■ **DIRECTIONS**: Every line below should be duplicated exactly.

Stored entries
=== Begin Enclosure ===

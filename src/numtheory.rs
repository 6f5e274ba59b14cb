// Copyright 2025 Nelson Dominguez
// SPDX-License-Identifier: MIT OR Apache-2.0

//! Number-theoretic primitives the cryptosystem is built on.
//!
//! Everything here operates on [`BigUint`] values and never mutates its
//! inputs. Functions that need randomness take the generator explicitly.
//!
//! None of these routines are constant-time.

use std::ops::Deref;

use num_bigint_dig::{BigInt, BigUint, RandBigInt, Sign};
use num_integer::Integer;
use num_traits::{One, Zero};
use rand::Rng;

use crate::error::{Error, Result};

/// Candidate draws allowed per requested bit before [`make_prime`] gives up.
///
/// A random `b`-bit draw is prime with probability about `1 / (b ln 2)` and
/// has its top bit set half of the time, so this leaves a wide margin.
pub const MAX_ATTEMPTS_PER_BIT: usize = 1000;

/// A probabilistically verified prime together with the bit length it was
/// requested at.
#[derive(Debug, Clone, PartialEq, Eq)]
pub struct Prime {
    value: BigUint,
    min_bits: usize,
}

impl Prime {
    #[inline]
    pub fn value(&self) -> &BigUint {
        &self.value
    }

    /// Minimum bit length requested when the prime was generated.
    #[inline]
    pub fn min_bits(&self) -> usize {
        self.min_bits
    }

    pub fn into_inner(self) -> BigUint {
        self.value
    }
}

impl Deref for Prime {
    type Target = BigUint;

    fn deref(&self) -> &Self::Target {
        &self.value
    }
}

/// Computes `base^exponent mod modulus` by right-to-left binary exponentiation.
///
/// # Panics
/// Panics if `modulus` is zero.
pub fn pow_mod(base: &BigUint, exponent: &BigUint, modulus: &BigUint) -> BigUint {
    assert!(!modulus.is_zero(), "pow_mod requires a non-zero modulus");

    let mut v = BigUint::one() % modulus;
    let mut p = base % modulus;
    let mut e = exponent.clone();

    while !e.is_zero() {
        if e.is_odd() {
            v = (&v * &p) % modulus;
        }
        p = (&p * &p) % modulus;
        e >>= 1usize;
    }

    v
}

/// Miller-Rabin probabilistic primality test.
///
/// Small inputs (`0..=3` and even numbers) are answered exactly. For the rest,
/// each of the `iterations` rounds draws a witness uniformly from `[2, n-2]`;
/// a composite survives all rounds with probability at most `4^-iterations`.
/// With zero rounds every odd `n > 3` is reported prime.
pub fn is_prime<R: Rng + ?Sized>(n: &BigUint, iterations: usize, rng: &mut R) -> bool {
    let two = BigUint::from(2u32);
    let three = BigUint::from(3u32);

    if n.is_even() && *n > two {
        return false;
    }
    if n.is_zero() || n.is_one() {
        return false;
    }
    if *n == two || *n == three {
        return true;
    }

    let n_minus_1 = n - BigUint::one();

    // n - 1 = 2^s · r with r odd
    let mut r = n_minus_1.clone();
    let mut s = 0usize;
    while r.is_even() {
        r >>= 1usize;
        s += 1;
    }

    for _ in 0..iterations {
        let a = rng.gen_biguint_range(&two, &n_minus_1);
        let mut y = pow_mod(&a, &r, n);

        if !y.is_one() && y != n_minus_1 {
            let mut j = 1;
            while j < s && y != n_minus_1 {
                y = pow_mod(&y, &two, n);
                if y.is_one() {
                    return false;
                }
                j += 1;
            }
            if y != n_minus_1 {
                return false;
            }
        }
    }

    true
}

/// Generates a prime of at least `bits` bits.
///
/// Gives up after `MAX_ATTEMPTS_PER_BIT * bits` candidates.
pub fn make_prime<R: Rng + ?Sized>(bits: usize, iterations: usize, rng: &mut R) -> Result<Prime> {
    make_prime_bounded(bits, iterations, MAX_ATTEMPTS_PER_BIT.saturating_mul(bits), rng)
}

/// Generates a prime of at least `bits` bits, drawing at most `max_attempts`
/// uniform `bits`-bit candidates.
///
/// A candidate is accepted once it passes [`is_prime`] and its bit length
/// reaches `bits`; draws with leading zero bits are rejected.
pub fn make_prime_bounded<R: Rng + ?Sized>(
    bits: usize,
    iterations: usize,
    max_attempts: usize,
    rng: &mut R,
) -> Result<Prime> {
    if bits < 2 {
        return Err(Error::InvalidPrimeSize(bits));
    }
    if iterations == 0 {
        return Err(Error::InvalidIterations);
    }

    for _ in 0..max_attempts {
        let candidate = rng.gen_biguint(bits);
        if candidate.bits() >= bits && is_prime(&candidate, iterations, rng) {
            return Ok(Prime {
                value: candidate,
                min_bits: bits,
            });
        }
    }

    log::debug!("gave up on a {bits}-bit prime after {max_attempts} candidates");
    Err(Error::PrimeGenerationFailed {
        bits,
        attempts: max_attempts,
    })
}

/// Greatest common divisor by the Euclidean algorithm.
pub fn gcd(a: &BigUint, b: &BigUint) -> BigUint {
    let mut a = a.clone();
    let mut b = b.clone();

    while !b.is_zero() {
        let t = b.clone();
        b = &a % &b;
        a = t;
    }

    a
}

/// Least common multiple; zero if either input is zero.
pub fn lcm(a: &BigUint, b: &BigUint) -> BigUint {
    if a.is_zero() || b.is_zero() {
        return BigUint::zero();
    }
    (a * b) / gcd(a, b)
}

/// Computes `t` with `a·t ≡ 1 (mod n)` by the extended Euclidean algorithm.
///
/// The result lies in `[0, n)`. Returns [`Error::NoModularInverse`] when
/// `gcd(a, n) != 1` or `n` is zero.
pub fn mod_inverse(a: &BigUint, n: &BigUint) -> Result<BigUint> {
    if n.is_zero() {
        return Err(Error::NoModularInverse);
    }

    let modulus = BigInt::from_biguint(Sign::Plus, n.clone());

    let mut r = modulus.clone();
    let mut r_next = BigInt::from_biguint(Sign::Plus, a.clone());
    let mut t = BigInt::zero();
    let mut t_next = BigInt::one();

    while !r_next.is_zero() {
        // both remainders are non-negative, so truncating division is floor division
        let q = &r / &r_next;

        let r_new = &r - &q * &r_next;
        r = std::mem::replace(&mut r_next, r_new);

        let t_new = &t - &q * &t_next;
        t = std::mem::replace(&mut t_next, t_new);
    }

    if r > BigInt::one() {
        return Err(Error::NoModularInverse);
    }
    if t.sign() == Sign::Minus {
        t += &modulus;
    }

    t.to_biguint().ok_or(Error::NoModularInverse)
}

=== End Enclosure ===

■ **TASK ANSWER**:
filename src/numtheory.rs
repository 6f5e274ba59b14cb
// Copyright 2025 Nelson Dominguez
// SPDX-License-Identifier: MIT OR Apache-2.0

//! Number-theoretic primitives the cryptosystem is built on.
//!
//! Everything here operates on [`BigUint`] values and never mutates its
//! inputs. Functions that need randomness take the generator explicitly.
//!
//! None of these routines are constant-time.

use std::ops::Deref;

use num_bigint_dig::{BigInt, BigUint, RandBigInt, Sign};
use num_integer::Integer;
use num_traits::{One, Zero};
use rand::Rng;

use crate::error::{Error, Result};

/// Candidate draws allowed per requested bit before [`make_prime`] gives up.
///
/// A random `b`-bit draw is prime with probability about `1 / (b ln 2)` and
/// has its top bit set half of the time, so this leaves a wide margin.
pub const MAX_ATTEMPTS_PER_BIT: usize = 1000;

/// A probabilistically verified prime together with the bit length it was
/// requested at.
#[derive(Debug, Clone, PartialEq, Eq)]
pub struct Prime {
    value: BigUint,
    min_bits: usize,
}

impl Prime {
    #[inline]
    pub fn value(&self) -> &BigUint {
        &self.value
    }

    /// Minimum bit length requested when the prime was generated.
    #[inline]
    pub fn min_bits(&self) -> usize {
        self.min_bits
    }

    pub fn into_inner(self) -> BigUint {
        self.value
    }
}

impl Deref for Prime {
    type Target = BigUint;

    fn deref(&self) -> &Self::Target {
        &self.value
    }
}

/// Computes `base^exponent mod modulus` by right-to-left binary exponentiation.
///
/// # Panics
/// Panics if `modulus` is zero.
pub fn pow_mod(base: &BigUint, exponent: &BigUint, modulus: &BigUint) -> BigUint {
    assert!(!modulus.is_zero(), "pow_mod requires a non-zero modulus");

    let mut v = BigUint::one() % modulus;
    let mut p = base % modulus;
    let mut e = exponent.clone();

    while !e.is_zero() {
        if e.is_odd() {
            v = (&v * &p) % modulus;
        }
        p = (&p * &p) % modulus;
        e >>= 1usize;
    }

    v
}

/// Miller-Rabin probabilistic primality test.
///
/// Small inputs (`0..=3` and even numbers) are answered exactly. For the rest,
/// each of the `iterations` rounds draws a witness uniformly from `[2, n-2]`;
/// a composite survives all rounds with probability at most `4^-iterations`.
/// With zero rounds every odd `n > 3` is reported prime.
pub fn is_prime<R: Rng + ?Sized>(n: &BigUint, iterations: usize, rng: &mut R) -> bool {
    let two = BigUint::from(2u32);
    let three = BigUint::from(3u32);

    if n.is_even() && *n > two {
        return false;
    }
    if n.is_zero() || n.is_one() {
        return false;
    }
    if *n == two || *n == three {
        return true;
    }

    let n_minus_1 = n - BigUint::one();

    // n - 1 = 2^s · r with r odd
    let mut r = n_minus_1.clone();
    let mut s = 0usize;
    while r.is_even() {
        r >>= 1usize;
        s += 1;
    }

    for _ in 0..iterations {
        let a = rng.gen_biguint_range(&two, &n_minus_1);
        let mut y = pow_mod(&a, &r, n);

        if !y.is_one() && y != n_minus_1 {
            let mut j = 1;
            while j < s && y != n_minus_1 {
                y = pow_mod(&y, &two, n);
                if y.is_one() {
                    return false;
                }
                j += 1;
            }
            if y != n_minus_1 {
                return false;
            }
        }
    }

    true
}

/// Generates a prime of at least `bits` bits.
///
/// Gives up after `MAX_ATTEMPTS_PER_BIT * bits` candidates.
pub fn make_prime<R: Rng + ?Sized>(bits: usize, iterations: usize, rng: &mut R) -> Result<Prime> {
    make_prime_bounded(bits, iterations, MAX_ATTEMPTS_PER_BIT.saturating_mul(bits), rng)
}

/// Generates a prime of at least `bits` bits, drawing at most `max_attempts`
/// uniform `bits`-bit candidates.
///
/// A candidate is accepted once it passes [`is_prime`] and its bit length
/// reaches `bits`; draws with leading zero bits are rejected.
pub fn make_prime_bounded<R: Rng + ?Sized>(
    bits: usize,
    iterations: usize,
    max_attempts: usize,
    rng: &mut R,
) -> Result<Prime> {
    if bits < 2 {
        return Err(Error::InvalidPrimeSize(bits));
    }
    if iterations == 0 {
        return Err(Error::InvalidIterations);
    }

    for _ in 0..max_attempts {
        let candidate = rng.gen_biguint(bits);
        if candidate.bits() >= bits && is_prime(&candidate, iterations, rng) {
            return Ok(Prime {
                value: candidate,
                min_bits: bits,
            });
        }
    }

    log::debug!("gave up on a {bits}-bit prime after {max_attempts} candidates");
    Err(Error::PrimeGenerationFailed {
        bits,
        attempts: max_attempts,
    })
}

/// Greatest common divisor by the Euclidean algorithm.
pub fn gcd(a: &BigUint, b: &BigUint) -> BigUint {
    let mut a = a.clone();
    let mut b = b.clone();

    while !b.is_zero() {
        let t = b.clone();
        b = &a % &b;
        a = t;
    }

    a
}

/// Least common multiple; zero if either input is zero.
pub fn lcm(a: &BigUint, b: &BigUint) -> BigUint {
    if a.is_zero() || b.is_zero() {
        return BigUint::zero();
    }
    (a * b) / gcd(a, b)
}

/// Computes `t` with `a·t ≡ 1 (mod n)` by the extended Euclidean algorithm.
///
/// The result lies in `[0, n)`. Returns [`Error::NoModularInverse`] when
/// `gcd(a, n) != 1` or `n` is zero.
pub fn mod_inverse(a: &BigUint, n: &BigUint) -> Result<BigUint> {
    if n.is_zero() {
        return Err(Error::NoModularInverse);
    }

    let modulus = BigInt::from_biguint(Sign::Plus, n.clone());

    let mut r = modulus.clone();
    let mut r_next = BigInt::from_biguint(Sign::Plus, a.clone());
    let mut t = BigInt::zero();
    let mut t_next = BigInt::one();

    while !r_next.is_zero() {
        // both remainders are non-negative, so truncating division is floor division
        let q = &r / &r_next;

        let r_new = &r - &q * &r_next;
        r = std::mem::replace(&mut r_next, r_new);

        let t_new = &t - &q * &t_next;
        t = std::mem::replace(&mut t_next, t_new);
    }

    if r > BigInt::one() {
        return Err(Error::NoModularInverse);
    }
    if t.sign() == Sign::Minus {
        t += &modulus;
    }

    t.to_biguint().ok_or(Error::NoModularInverse)
}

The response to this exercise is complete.